Brush tops of crescents with a beaten egg (for shine) and bake in a preheated oven at 400 degrees Fahrenheit for about 12 to 15 minutes until golden brown.
It's a week to my daughter's wedding, and on the Friday before, family, hers and his, are meeting for dinner after the rehearsal. We are all gathering first at the church in Chicago (where the soon-to-be-wedded couple live) so that everyone can go through the steps. My son will walk my daughter down the aisle, and that's the moment I expect I will be in danger most—of turning into a sopping mess of motherly tears.
It's a bit of a break with tradition, but some traditions are meant to be broken. It's right that those two make that walk together. Growing up, we were the three musketeers, mama and her two babies, and it wasn't an easy life. Sibling closeness was especially important. Those two were, and still are, always there for each other when the rest of the world went missing.
And then, the new couple will join their lives, stand at the altar side by side. With that moment, with the promises made, two families will be connected. My daughter wanted to bring something of her heritage to the new family she will be joining with this marriage. She asked me and her grandmother, my mama, to bake a favorite, classic Latvian treat: pīrāgi.
Mama (Mam-mam to her) and I got busy. It was a particularly hot Saturday, hitting 90 degrees Fahrenheit outside, but we cranked up the air conditioning in mama's house and got busy. Mama was a bit worried; she hadn't been baking for a while, years making themselves known to her. Her energy was not what it used to be. But we both wanted to do what we could for my baby girl's special day. I couldn't even remember the last time I had made pīrāgi. Certainly years. But they were the first treat I reached for on a Latvian table, and they appeared on all of them whenever Latvians gathered for a special occasion.
Mama opened her Latvian cookbook (see recipe above), and we measured, diced, minced, beat, mixed, kneaded. During the hour and a half when the dough had to rise, we had glasses of wine, merlot with plums and black cherries, and talked about what we would wear. I had just picked up my dress from the store that morning, but wasn't sure about jewelry. I'm not much for frill, and over the years had actually sold a lot of my jewelry, finding it of little use as I got more and more into a simpler lifestyle, now living on a 10-acre farm in southwest Michigan. Digging my hands into garden dirt left little use for rings and bracelets.

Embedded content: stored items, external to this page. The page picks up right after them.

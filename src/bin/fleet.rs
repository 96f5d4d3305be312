// Copyright 2019-2020 Benjamin Fry <benjaminfry@me.com>
//
// Licensed under the Apache License, Version 2.0, <LICENSE-APACHE or
// http://apache.org/licenses/LICENSE-2.0> or the MIT license <LICENSE-MIT or
// http://opensource.org/licenses/MIT>, at your option. This file may not be
// copied, modified, or distributed except according to those terms.

use std::convert::Infallible;
use std::sync::Arc;
use std::time::Duration;

use clap::{App, AppSettings, Arg, ArgMatches, SubCommand};
use tokio::runtime;
use tokio::signal::unix::{signal, Signal, SignalKind};
use tracing::{error, info};
use tracing_subscriber::EnvFilter;

use fleetrc::config::{Discovery, DEFAULT_PATTERN};
use fleetrc::procs::{Launcher, Supervisor, WriterSink};
use fleetrc::Error;

const RUN: &str = "run";
const CHECK: &str = "check";

const LOG: &str = "log";
const CONFIG_DIR: &str = "config-dir";
const PATTERN: &str = "pattern";
const REQUIRE: &str = "require";
const WORKER: &str = "worker";
const WORKER_ARGS: &str = "worker-args";
const ENV: &str = "env";
const DRAIN_GRACE: &str = "drain-grace";

trait SetupClapApp {
    fn setup_clap_app(self) -> Self;
    fn discovery_opts(self) -> Self;
}

impl<'a, 'b> SetupClapApp for App<'a, 'b> {
    fn setup_clap_app(self) -> Self {
        self.version(env!("CARGO_PKG_VERSION"))
            .author(env!("CARGO_PKG_AUTHORS"))
    }

    fn discovery_opts(self) -> Self {
        self.arg(
            Arg::with_name(CONFIG_DIR)
                .short("d")
                .long(CONFIG_DIR)
                .value_name("DIR")
                .help("Directory of worker configuration files, may be repeated")
                .takes_value(true)
                .multiple(true)
                .number_of_values(1)
                .env("FLEET_CONFIG_DIR")
                .default_value("configs"),
        )
        .arg(
            Arg::with_name(PATTERN)
                .short("p")
                .long(PATTERN)
                .value_name("GLOB")
                .help("File name pattern of configuration files")
                .takes_value(true)
                .env("FLEET_PATTERN")
                .default_value(DEFAULT_PATTERN),
        )
        .arg(
            Arg::with_name(REQUIRE)
                .short("r")
                .long(REQUIRE)
                .value_name("KEY")
                .help("Key every configuration file must define, may be repeated")
                .takes_value(true)
                .multiple(true)
                .number_of_values(1),
        )
    }
}

fn main() {
    let args = App::new("fleet")
        .setup_clap_app()
        .about("Runs one bot per configuration file, merging their output")
        .setting(AppSettings::SubcommandRequiredElseHelp)
        .arg(
            Arg::with_name(LOG)
                .long(LOG)
                .value_name("FILTER")
                .help("Log filter for supervisor messages")
                .takes_value(true)
                .env("FLEET_LOG")
                .default_value("info"),
        )
        .subcommand(
            SubCommand::with_name(RUN)
                .about("Launch every configured bot and supervise them")
                .setup_clap_app()
                .discovery_opts()
                .arg(
                    Arg::with_name(WORKER)
                        .short("w")
                        .long(WORKER)
                        .value_name("PROGRAM")
                        .help("Program to run for each configuration file")
                        .takes_value(true)
                        .env("FLEET_WORKER")
                        .required(true),
                )
                .arg(
                    Arg::with_name(ENV)
                        .short("e")
                        .long(ENV)
                        .value_name("KEY=VALUE")
                        .help("Extra environment for every bot, may be repeated")
                        .takes_value(true)
                        .multiple(true)
                        .number_of_values(1)
                        .validator(|v| {
                            if v.find('=').map_or(false, |i| i > 0) {
                                Ok(())
                            } else {
                                Err(format!("expected KEY=VALUE, got: {}", v))
                            }
                        }),
                )
                .arg(
                    Arg::with_name(DRAIN_GRACE)
                        .long(DRAIN_GRACE)
                        .value_name("SECS")
                        .help("How long to keep reading a bot's output after it exited")
                        .takes_value(true)
                        .default_value("5")
                        .validator(|v| {
                            v.parse::<u64>()
                                .map(|_| ())
                                .map_err(|e| format!("{}: {}", v, e))
                        }),
                )
                .arg(
                    Arg::with_name(WORKER_ARGS)
                        .help("Arguments passed to the program before the config path")
                        .multiple(true)
                        .last(true),
                ),
        )
        .subcommand(
            SubCommand::with_name(CHECK)
                .about("Validate every configuration file without launching anything")
                .setup_clap_app()
                .discovery_opts(),
        )
        .get_matches();

    init_logging(args.value_of(LOG).unwrap_or("info"));

    let runtime = runtime::Builder::new_multi_thread()
        .enable_all()
        .build()
        .expect("Failed to initialize Tokio Runtime");

    let result = runtime.block_on(async move {
        match args.subcommand() {
            (RUN, Some(args)) => run(args).await,
            (CHECK, Some(args)) => check(args),
            (arg, _) => Err(Error::from(format!("unexpected command: {}", arg))),
        }
    });

    if let Err(e) = result {
        error!("{}", e);
        std::process::exit(1);
    }
}

fn init_logging(filter: &str) {
    let filter = EnvFilter::try_new(filter).unwrap_or_else(|_| EnvFilter::new("info"));

    tracing_subscriber::fmt()
        .with_env_filter(filter)
        .with_writer(std::io::stderr)
        .with_target(false)
        .init();
}

fn discovery(args: &ArgMatches<'_>) -> Result<Discovery, Error> {
    let dirs = args
        .values_of_os(CONFIG_DIR)
        .map(|dirs| dirs.collect::<Vec<_>>())
        .unwrap_or_default();
    let pattern = args.value_of(PATTERN).unwrap_or(DEFAULT_PATTERN);

    Discovery::new(dirs, pattern)
}

fn required_keys(args: &ArgMatches<'_>) -> Vec<String> {
    args.values_of(REQUIRE)
        .map(|keys| keys.map(str::to_string).collect())
        .unwrap_or_default()
}

fn launcher(args: &ArgMatches<'_>) -> Result<Launcher, Error> {
    let program = args
        .value_of_os(WORKER)
        .ok_or("a worker program is required")?;

    let mut launcher = Launcher::new(program);
    if let Some(worker_args) = args.values_of_os(WORKER_ARGS) {
        launcher = launcher.args(worker_args);
    }

    for pair in args.values_of(ENV).into_iter().flatten() {
        let mut split = pair.splitn(2, '=');
        match (split.next(), split.next()) {
            (Some(key), Some(value)) => launcher = launcher.env(key, value),
            _ => return Err(Error::from(format!("expected KEY=VALUE, got: {}", pair))),
        }
    }

    for key in required_keys(args) {
        launcher = launcher.require(key);
    }

    Ok(launcher)
}

async fn run(args: &ArgMatches<'_>) -> Result<(), Error> {
    let grace = args
        .value_of(DRAIN_GRACE)
        .unwrap_or("5")
        .parse::<u64>()
        .map_err(|e| Error::from(format!("invalid {}: {}", DRAIN_GRACE, e)))?;

    // installed before any worker exists so no launch happens without a handler
    let mut terminate = signal(SignalKind::terminate())?;
    let mut interrupt = signal(SignalKind::interrupt())?;

    let mut supervisor = Supervisor::new(
        discovery(args)?,
        launcher(args)?,
        Arc::new(WriterSink::stdout()),
    )
    .with_drain_grace(Duration::from_secs(grace));

    // the supervisor only returns on a discovery error, anything else ends with a signal
    let received = tokio::select! {
        held = supervise(&mut supervisor) => match held? {},
        name = shutdown_signal(&mut terminate, &mut interrupt) => name,
    };

    info!("Received {}, stopping bots", received);
    supervisor.shutdown().await;

    Ok(())
}

async fn supervise(supervisor: &mut Supervisor) -> Result<Infallible, Error> {
    supervisor.run().await?;
    Ok(supervisor.hold().await)
}

async fn shutdown_signal(terminate: &mut Signal, interrupt: &mut Signal) -> &'static str {
    tokio::select! {
        _ = terminate.recv() => "SIGTERM",
        _ = interrupt.recv() => "SIGINT",
    }
}

fn check(args: &ArgMatches<'_>) -> Result<(), Error> {
    let discovery = discovery(args)?;
    let required = required_keys(args);
    let units = discovery.discover()?;

    if units.is_empty() {
        println!("no configuration files found");
        return Ok(());
    }

    let mut failed = 0;
    for unit in &units {
        match unit.load_checked(&required) {
            Ok(config) => println!(
                "ok      {} ({})",
                unit.label(),
                config.keys().collect::<Vec<_>>().join(", ")
            ),
            Err(e) => {
                failed += 1;
                println!("failed  {}: {}", unit.label(), e);
            }
        }
    }

    if failed > 0 {
        return Err(Error::from(format!(
            "{} of {} configuration file(s) are invalid",
            failed,
            units.len()
        )));
    }

    Ok(())
}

But oh my mama loves her jewels! Latvian amber especially. She brought out her collection and let me sort through to find something that would go well with my new dress. And I found it! A piece as if created for my dress, with tiny beads strung on rows of tiny chains, glittering blues and blacks. Perfect.
Back to kneading. The dough had risen to double its size. I loved the feel of it. Years before, when time seemed less rushed, I used to bake my own bread, and kneading the dough lightly now with floured hands brought back memories of warm bread fresh from the oven. Surely nothing as delicious. I must get back to baking bread again ...
For all her wondering if she had the energy anymore to make and bake more than 100 pīrāgi, my mama got busy, rolling dough in her hands, flattening it out into neat little circles, spooning in filling, shaping crescents on the cookie sheet. I made rows beside hers, and I painted beaten egg with a small brush over each one.
Something about working in the kitchen together ... magic happens. We started cracking jokes, mama got flour all over her nose, the delicious pīrāgi came out golden from the oven, and our bowl filled with more and more of them. We had a few to spare, and we ate, sharing them with my father, who was a very willing taste-tester.
"I should make these more often," mama said, wiping flour off her nose and getting more on instead.
"Me, too," I popped another one in my mouth, steaming hot.
Food bonds. Shared meals, the trading of recipes, families sitting down together at a table. Every culture has its own favorite dishes, and with these dishes comes a history of families and nations.
I look forward to that moment of two families sitting down to one table and breaking bread together.